=== Begin Enclosure ===
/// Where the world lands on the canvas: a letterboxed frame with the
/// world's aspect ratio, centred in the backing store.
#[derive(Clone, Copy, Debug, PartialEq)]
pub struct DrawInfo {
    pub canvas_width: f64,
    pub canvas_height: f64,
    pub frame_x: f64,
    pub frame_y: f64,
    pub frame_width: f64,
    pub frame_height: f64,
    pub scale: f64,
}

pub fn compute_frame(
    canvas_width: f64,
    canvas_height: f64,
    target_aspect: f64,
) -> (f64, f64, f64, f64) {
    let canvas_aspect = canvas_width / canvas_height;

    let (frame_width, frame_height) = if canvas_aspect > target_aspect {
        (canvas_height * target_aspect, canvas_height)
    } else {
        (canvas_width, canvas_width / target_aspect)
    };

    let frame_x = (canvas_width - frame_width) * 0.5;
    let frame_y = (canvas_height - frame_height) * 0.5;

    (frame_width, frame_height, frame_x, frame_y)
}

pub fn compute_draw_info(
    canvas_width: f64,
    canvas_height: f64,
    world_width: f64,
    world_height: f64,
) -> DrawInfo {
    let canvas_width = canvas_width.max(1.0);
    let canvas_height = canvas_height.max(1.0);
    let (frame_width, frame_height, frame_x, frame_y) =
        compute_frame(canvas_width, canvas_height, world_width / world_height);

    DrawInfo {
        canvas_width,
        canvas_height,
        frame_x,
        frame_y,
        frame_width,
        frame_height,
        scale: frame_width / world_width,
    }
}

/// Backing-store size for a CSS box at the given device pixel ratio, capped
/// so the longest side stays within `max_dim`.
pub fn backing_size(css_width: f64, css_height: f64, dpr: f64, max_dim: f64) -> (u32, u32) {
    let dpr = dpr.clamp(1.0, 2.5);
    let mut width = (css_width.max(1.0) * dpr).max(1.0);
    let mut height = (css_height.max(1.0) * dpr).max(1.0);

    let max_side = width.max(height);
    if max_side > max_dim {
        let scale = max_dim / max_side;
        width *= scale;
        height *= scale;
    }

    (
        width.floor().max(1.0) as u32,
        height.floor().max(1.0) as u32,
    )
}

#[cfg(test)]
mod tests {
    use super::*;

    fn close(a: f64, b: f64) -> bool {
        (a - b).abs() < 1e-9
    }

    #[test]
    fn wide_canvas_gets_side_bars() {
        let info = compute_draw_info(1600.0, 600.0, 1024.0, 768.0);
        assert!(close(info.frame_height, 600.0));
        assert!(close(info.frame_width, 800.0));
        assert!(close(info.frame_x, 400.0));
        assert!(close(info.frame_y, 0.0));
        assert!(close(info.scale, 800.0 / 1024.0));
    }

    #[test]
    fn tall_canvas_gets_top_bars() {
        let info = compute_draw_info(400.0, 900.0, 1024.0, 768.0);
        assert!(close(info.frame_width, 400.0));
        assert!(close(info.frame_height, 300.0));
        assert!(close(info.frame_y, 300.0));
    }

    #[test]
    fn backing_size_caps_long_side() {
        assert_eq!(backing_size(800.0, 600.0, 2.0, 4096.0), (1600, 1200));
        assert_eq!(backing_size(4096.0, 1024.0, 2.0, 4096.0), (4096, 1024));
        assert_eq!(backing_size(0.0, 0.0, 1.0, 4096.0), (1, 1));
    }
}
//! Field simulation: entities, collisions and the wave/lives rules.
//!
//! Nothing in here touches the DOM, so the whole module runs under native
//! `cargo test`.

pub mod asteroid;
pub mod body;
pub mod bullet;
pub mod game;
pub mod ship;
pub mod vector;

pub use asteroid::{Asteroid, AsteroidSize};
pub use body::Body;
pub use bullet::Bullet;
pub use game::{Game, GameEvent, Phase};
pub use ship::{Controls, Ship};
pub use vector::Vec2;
=== End Enclosure ===
## What you need to do
Wherever the line holding "pub struct DrawInfo" falls in the entries above, copy exactly from it through the line holding "f64, f64, f64)", inclusive, and add nothing.

## Written answer
pub struct DrawInfo {
    pub canvas_width: f64,
    pub canvas_height: f64,
    pub frame_x: f64,
    pub frame_y: f64,
    pub frame_width: f64,
    pub frame_height: f64,
    pub scale: f64,
}

pub fn compute_frame(
    canvas_width: f64,
    canvas_height: f64,
    target_aspect: f64,
) -> (f64, f64, f64, f64) {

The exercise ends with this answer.